MANAGEMENT COMMENTARY

Green Thumb Founder, Chairman and Chief Executive Ben Kovler

“The Green Thumb team delivered record fourth-quarter revenue of $311 million, up 5.7% year-over-year, capping a year in which full-year revenue grew 3.4% to $1.2 billion despite ongoing price compression. Normalized EBITDA for the year was $348 million and cash flow from operations was $295 million. We ended 2025 with cash of $274 million and considerable financial flexibility through a senior credit facility that does not mature until September 2029. In addition, last week’s $50 million increase to that credit facility brings new cash onto an already strong balance sheet to deploy for the benefit of shareholders.

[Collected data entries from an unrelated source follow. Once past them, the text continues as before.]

//! One chat session: retrieval, prompt assembly, streamed generation and the
//! conversation memory that ties turns together.

use std::pin::Pin;
use std::sync::Arc;
use std::task::{Context, Poll};

use domain::models::SearchHit;
use domain::ports::{FragmentStream, GenerationService};
use domain::session::{ChatState, ConversationMemory};
use futures::{Stream, StreamExt};
use infrastructure::config::Config;
use infrastructure::embedder::Embedder;
use infrastructure::vector_index::VectorIndex;
use shared::types::{RagError, Result};
use tracing::{debug, info, warn};

use crate::prompt::PromptBuilder;
use crate::retriever::Retriever;

pub struct ChatEngine {
    index: VectorIndex,
    retriever: Retriever,
    generator: Arc<dyn GenerationService>,
    prompt: PromptBuilder,
    memory: ConversationMemory,
    state: ChatState,
}

impl ChatEngine {
    pub fn new(
        index: VectorIndex,
        retriever: Retriever,
        generator: Arc<dyn GenerationService>,
        prompt: PromptBuilder,
        memory_turns: usize,
    ) -> Self {
        Self {
            index,
            retriever,
            generator,
            prompt,
            memory: ConversationMemory::new(memory_turns),
            state: ChatState::Idle,
        }
    }

    pub fn from_config(
        config: &Config,
        index: VectorIndex,
        embedder: Embedder,
        generator: Arc<dyn GenerationService>,
    ) -> Self {
        let prompt = PromptBuilder::new(
            config.system_prompt.clone(),
            config.context_budget,
            config.context_overflow,
            config.memory_turns,
        );
        Self::new(
            index,
            Retriever::new(embedder, config.top_k),
            generator,
            prompt,
            config.memory_turns,
        )
    }

    pub fn state(&self) -> ChatState {
        self.state
    }

    pub fn memory(&self) -> &ConversationMemory {
        &self.memory
    }

    pub fn index(&self) -> &VectorIndex {
        &self.index
    }

    pub fn model_name(&self) -> &str {
        self.generator.model_name()
    }

    pub fn clear_memory(&mut self) {
        self.memory.clear();
        info!("conversation memory cleared");
    }

    /// Swap in a freshly built index. Conversation memory is kept.
    pub fn replace_index(&mut self, index: VectorIndex) {
        self.index = index;
    }

    /// Start a turn. The returned stream yields answer fragments; the turn is
    /// remembered only if the stream runs to completion with a non-empty
    /// answer. Dropping the stream early cancels the turn.
    pub async fn ask(&mut self, question: &str) -> Result<TurnStream<'_>> {
        let question = question.trim();
        if question.is_empty() {
            return Err(RagError::InvalidQuery("question is empty".to_string()));
        }

        let mut turn = TurnStream {
            fragments: None,
            question: question.to_string(),
            answer: String::new(),
            sources: Vec::new(),
            memory: &mut self.memory,
            state: &mut self.state,
            finished: false,
        };

        *turn.state = ChatState::Retrieving;
        turn.sources = self
            .retriever
            .retrieve(&self.index, &turn.question)
            .await
            .inspect_err(|e| warn!(error = %e, "retrieval failed"))?;
        if turn.sources.is_empty() {
            debug!("no context retrieved");
        }

        let messages = self.prompt.build(&turn.sources, turn.memory, &turn.question);
        *turn.state = ChatState::Generating;
        turn.fragments = Some(
            self.generator
                .generate(messages)
                .await
                .inspect_err(|e| warn!(error = %e, "generation request failed"))?,
        );
        Ok(turn)
    }

    /// Run a whole turn and return the answer.
    pub async fn ask_collect(&mut self, question: &str) -> Result<String> {
        let mut turn = self.ask(question).await?;
        let mut answer = String::new();
        while let Some(fragment) = turn.next().await {
            answer.push_str(&fragment?);
        }
        Ok(answer)
    }
}

/// Answer fragments for one turn, borrowing the session until it ends.
pub struct TurnStream<'a> {
    fragments: Option<FragmentStream>,
    question: String,
    answer: String,
    sources: Vec<SearchHit>,
    memory: &'a mut ConversationMemory,
    state: &'a mut ChatState,
    finished: bool,
}

impl TurnStream<'_> {
    /// Chunks the answer was grounded on, nearest first.
    pub fn sources(&self) -> &[SearchHit] {
        &self.sources
    }

    pub fn question(&self) -> &str {
        &self.question
    }

    /// Text received so far.
    pub fn answer(&self) -> &str {
        &self.answer
    }

    fn fail(&mut self, error: RagError) -> Poll<Option<Result<String>>> {
        self.finished = true;
        self.fragments = None;
        *self.state = ChatState::Failed;
        warn!(error = %error, "turn failed; memory unchanged");
        Poll::Ready(Some(Err(error)))
    }
}

impl Stream for TurnStream<'_> {
    type Item = Result<String>;

    fn poll_next(self: Pin<&mut Self>, cx: &mut Context<'_>) -> Poll<Option<Self::Item>> {
        let this = self.get_mut();
        if this.finished {
            return Poll::Ready(None);
        }
        let Some(fragments) = this.fragments.as_mut() else {
            return Poll::Ready(None);
        };
        match fragments.as_mut().poll_next(cx) {
            Poll::Pending => Poll::Pending,
            Poll::Ready(Some(Ok(fragment))) => {
                this.answer.push_str(&fragment);
                Poll::Ready(Some(Ok(fragment)))
            }
            Poll::Ready(Some(Err(e))) => this.fail(e),
            Poll::Ready(None) => {
                if this.answer.trim().is_empty() {
                    return this.fail(RagError::GenerationFailed("the model returned an empty answer".to_string()));
                }
                this.finished = true;
                this.fragments = None;
                let answer = std::mem::take(&mut this.answer);
                if let Some(evicted) = this.memory.push(this.question.clone(), answer) {
                    debug!(sequence = evicted.sequence, "evicted oldest turn");
                }
                *this.state = ChatState::Idle;
                Poll::Ready(None)
            }
        }
    }
}

impl Drop for TurnStream<'_> {
    fn drop(&mut self) {
        if !self.finished && self.fragments.is_some() {
            info!("turn cancelled; memory unchanged");
        }
        *self.state = ChatState::Idle;
    }
}
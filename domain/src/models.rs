use std::fmt;
use std::str::FromStr;

use serde::{Deserialize, Serialize};

/// One markdown file from the document store.
#[derive(Debug, Clone, Serialize, Deserialize, PartialEq)]
pub struct Document {
    /// Path relative to the document store root, e.g. `lecture-03.md`.
    pub id: String,
    pub text: String,
    /// Image targets referenced from the markdown, in order of appearance.
    pub images: Vec<String>,
}

/// A bounded span of a [`Document`], the unit of embedding and retrieval.
#[derive(Debug, Clone, Serialize, Deserialize, PartialEq)]
pub struct Chunk {
    /// `{document_id}#{index}`
    pub id: String,
    pub document_id: String,
    /// Position of this chunk within its document.
    pub index: usize,
    /// Byte offset of the first character in the document text.
    pub start: usize,
    /// Byte offset one past the last character.
    pub end: usize,
    pub text: String,
}

impl Chunk {
    pub fn make_id(document_id: &str, index: usize) -> String {
        format!("{document_id}#{index}")
    }
}

/// A chunk together with the vector the embedding model produced for it.
#[derive(Debug, Clone, Serialize, Deserialize, PartialEq)]
pub struct Embedding {
    pub chunk: Chunk,
    pub vector: Vec<f32>,
}

/// A retrieved chunk. Lower `distance` is nearer; `score` is the
/// matching similarity (higher is more relevant).
#[derive(Debug, Clone, Serialize, Deserialize, PartialEq)]
pub struct SearchHit {
    pub chunk: Chunk,
    pub distance: f32,
    pub score: f32,
}

/// How vectors are compared. Fixed per index and recorded in its snapshot.
#[derive(Debug, Clone, Copy, PartialEq, Eq, Serialize, Deserialize, Default)]
#[serde(rename_all = "lowercase")]
pub enum DistanceMetric {
    #[default]
    Cosine,
    L2,
}

impl DistanceMetric {
    pub fn as_str(&self) -> &'static str {
        match self {
            DistanceMetric::Cosine => "cosine",
            DistanceMetric::L2 => "l2",
        }
    }

    /// Map a distance back to a similarity where higher means closer.
    pub fn similarity(&self, distance: f32) -> f32 {
        match self {
            DistanceMetric::Cosine => 1.0 - distance,
            DistanceMetric::L2 => 1.0 / (1.0 + distance),
        }
    }
}

impl fmt::Display for DistanceMetric {
    fn fmt(&self, f: &mut fmt::Formatter<'_>) -> fmt::Result {
        f.write_str(self.as_str())
    }
}

impl FromStr for DistanceMetric {
    type Err = String;

    fn from_str(s: &str) -> Result<Self, Self::Err> {
        match s.trim().to_ascii_lowercase().as_str() {
            "cosine" => Ok(DistanceMetric::Cosine),
            "l2" | "euclidean" => Ok(DistanceMetric::L2),
            other => Err(format!("unknown distance metric '{other}' (expected cosine or l2)")),
        }
    }
}

/// What happens to retrieved context that does not fit the prompt budget.
/// Chunks are always considered nearest-first.
#[derive(Debug, Clone, Copy, PartialEq, Eq, Default)]
pub enum ContextOverflow {
    /// Drop every chunk that does not fit whole.
    #[default]
    DropLeastSimilar,
    /// Cut the first chunk that does not fit down to the remaining budget,
    /// then drop the rest.
    TrimLeastSimilar,
}

impl FromStr for ContextOverflow {
    type Err = String;

    fn from_str(s: &str) -> Result<Self, Self::Err> {
        match s.trim().to_ascii_lowercase().as_str() {
            "drop" => Ok(ContextOverflow::DropLeastSimilar),
            "trim" => Ok(ContextOverflow::TrimLeastSimilar),
            other => Err(format!("unknown context overflow policy '{other}' (expected drop or trim)")),
        }
    }
}

/// A model installed on the model service.
#[derive(Debug, Clone, Serialize, Deserialize, PartialEq)]
pub struct ModelInfo {
    pub name: String,
    #[serde(default)]
    pub size: u64,
}
use std::cmp::Ordering;

use domain::models::{DistanceMetric, Embedding};
use rayon::prelude::*;

/// Above this many vectors the distance pass runs on the rayon pool.
const PARALLEL_THRESHOLD: usize = 4096;

pub struct SearchEngine;

impl SearchEngine {
    pub fn cosine_similarity(a: &[f32], b: &[f32]) -> f32 {
        let dot_product: f32 = a.iter().zip(b.iter()).map(|(x, y)| x * y).sum();
        let norm_a: f32 = a.iter().map(|x| x * x).sum::<f32>().sqrt();
        let norm_b: f32 = b.iter().map(|x| x * x).sum::<f32>().sqrt();
        if norm_a == 0.0 || norm_b == 0.0 {
            return 0.0;
        }
        dot_product / (norm_a * norm_b)
    }

    pub fn l2_distance(a: &[f32], b: &[f32]) -> f32 {
        a.iter()
            .zip(b.iter())
            .map(|(x, y)| (x - y) * (x - y))
            .sum::<f32>()
            .sqrt()
    }

    pub fn distance(metric: DistanceMetric, a: &[f32], b: &[f32]) -> f32 {
        match metric {
            DistanceMetric::Cosine => 1.0 - Self::cosine_similarity(a, b),
            DistanceMetric::L2 => Self::l2_distance(a, b),
        }
    }

    /// Positions and distances of the `top_k` entries nearest to `query`,
    /// nearest first. Equal distances keep insertion order; NaN sorts last.
    pub fn nearest(
        metric: DistanceMetric,
        query: &[f32],
        embeddings: &[Embedding],
        top_k: usize,
    ) -> Vec<(usize, f32)> {
        let distance_at =
            |(pos, emb): (usize, &Embedding)| (pos, Self::distance(metric, query, &emb.vector));
        let mut scored: Vec<(usize, f32)> = if embeddings.len() >= PARALLEL_THRESHOLD {
            embeddings.par_iter().enumerate().map(distance_at).collect()
        } else {
            embeddings.iter().enumerate().map(distance_at).collect()
        };

        scored.sort_by(|a, b| compare_distance(a.1, b.1).then(a.0.cmp(&b.0)));
        scored.truncate(top_k);
        scored
    }
}

fn compare_distance(a: f32, b: f32) -> Ordering {
    match (a.is_nan(), b.is_nan()) {
        (false, false) => a.total_cmp(&b),
        (true, true) => Ordering::Equal,
        (true, false) => Ordering::Greater,
        (false, true) => Ordering::Less,
    }
}
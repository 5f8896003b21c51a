pub mod chat_engine;
pub mod prompt;
pub mod rag_service;
pub mod retriever;
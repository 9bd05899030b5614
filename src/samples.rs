//! Hand-checked pattern/text corpus exercising the full supported
//! syntax, run through both backends by the crate-level tests.

#[derive(Debug)]
pub struct MatchSample {
    pub pattern: &'static str,
    pub matches: &'static [&'static str],
    pub nomatches: &'static [&'static str],
    pub valid: bool,
}

pub static MATCH_SAMPLES: &[MatchSample] = &[
    MatchSample {
        pattern: "",
        matches: &[""],
        nomatches: &["a", " ", "\n"],
        valid: true,
    },
    MatchSample {
        pattern: "a",
        matches: &["a"],
        nomatches: &["", "b", "aa"],
        valid: true,
    },
    MatchSample {
        pattern: "ab",
        matches: &["ab"],
        nomatches: &["a", "b", "abc", "ba"],
        valid: true,
    },
    MatchSample {
        pattern: "a|b",
        matches: &["a", "b"],
        nomatches: &["", "c", "ab"],
        valid: true,
    },
    MatchSample {
        pattern: "a|bc",
        matches: &["a", "bc"],
        nomatches: &["b", "c", "abc"],
        valid: true,
    },
    // Trailing empty branch: matches the empty string too.
    MatchSample {
        pattern: "a|",
        matches: &["a", ""],
        nomatches: &["b", "aa"],
        valid: true,
    },
    MatchSample {
        pattern: ".",
        matches: &["a", "Z", ".", " "],
        nomatches: &["", "ab"],
        valid: true,
    },
    MatchSample {
        pattern: "x.z",
        matches: &["xyz", "xaz", "x.z"],
        nomatches: &["xz", "xyyz", "ayz"],
        valid: true,
    },
    MatchSample {
        pattern: "a*",
        matches: &["", "a", "aaaa"],
        nomatches: &["b", "ab", "ba"],
        valid: true,
    },
    MatchSample {
        pattern: ".*",
        matches: &["", "abc", "zzzz"],
        nomatches: &[],
        valid: true,
    },
    MatchSample {
        pattern: "a+",
        matches: &["a", "aa", "aaaaa"],
        nomatches: &["", "b", "ab"],
        valid: true,
    },
    MatchSample {
        pattern: "a{3}",
        matches: &["aaa"],
        nomatches: &["aa", "aaaa", ""],
        valid: true,
    },
    MatchSample {
        pattern: "a{3,}",
        matches: &["aaa", "aaaaaaaa"],
        nomatches: &["aa", ""],
        valid: true,
    },
    MatchSample {
        pattern: "a{3,6}",
        matches: &["aaa", "aaaaa", "aaaaaa"],
        nomatches: &["aa", "aaaaaaa", ""],
        valid: true,
    },
    MatchSample {
        pattern: "(a|b)c",
        matches: &["ac", "bc"],
        nomatches: &["c", "b", "abc"],
        valid: true,
    },
    MatchSample {
        pattern: "a(b|c)d",
        matches: &["abd", "acd"],
        nomatches: &["ad", "abcd", "abd "],
        valid: true,
    },
    MatchSample {
        pattern: "(ab)+",
        matches: &["ab", "abab", "ababab"],
        nomatches: &["", "a", "aba", "abb"],
        valid: true,
    },
    MatchSample {
        pattern: "(a|b)*",
        matches: &["", "a", "abba", "bbbb"],
        nomatches: &["c", "abc"],
        valid: true,
    },
    // Iterations may take different paths through the alternation.
    MatchSample {
        pattern: "(a|aa){2}",
        matches: &["aa", "aaa", "aaaa"],
        nomatches: &["a", "aaaaa", ""],
        valid: true,
    },
    MatchSample {
        pattern: "(a{1,2}b){2}",
        matches: &["abab", "aabab", "abaab", "aabaab"],
        nomatches: &["ab", "aabb", "ababab"],
        valid: true,
    },
    MatchSample {
        pattern: "(a|b){2,3}c",
        matches: &["abc", "babc", "aac"],
        nomatches: &["ac", "abbac", "ab"],
        valid: true,
    },
    MatchSample {
        pattern: "()*",
        matches: &[""],
        nomatches: &["a"],
        valid: true,
    },
    MatchSample {
        pattern: "*a",
        matches: &[],
        nomatches: &[],
        valid: false,
    },
    MatchSample {
        pattern: "a|*",
        matches: &[],
        nomatches: &[],
        valid: false,
    },
    MatchSample {
        pattern: "(a",
        matches: &[],
        nomatches: &[],
        valid: false,
    },
    MatchSample {
        pattern: "a)",
        matches: &[],
        nomatches: &[],
        valid: false,
    },
    MatchSample {
        pattern: "a{",
        matches: &[],
        nomatches: &[],
        valid: false,
    },
    MatchSample {
        pattern: "a{2,1}",
        matches: &[],
        nomatches: &[],
        valid: false,
    },
    MatchSample {
        pattern: "a{x}",
        matches: &[],
        nomatches: &[],
        valid: false,
    },
];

“Our 2025 performance reflects our team’s focus on driving operational efficiencies, strengthening our balance sheet, and expanding our retail footprint and brand reach. On the consumer front, we continued to build brand equity through initiatives like our RYTHM Bud Ball concert series, which engaged over 4,000 attendees across three major cities, and our RYTHM Icon Strains, which highlights our best-selling genetics. Those brand building efforts, alongside consistent execution across the business, translated into measurable momentum.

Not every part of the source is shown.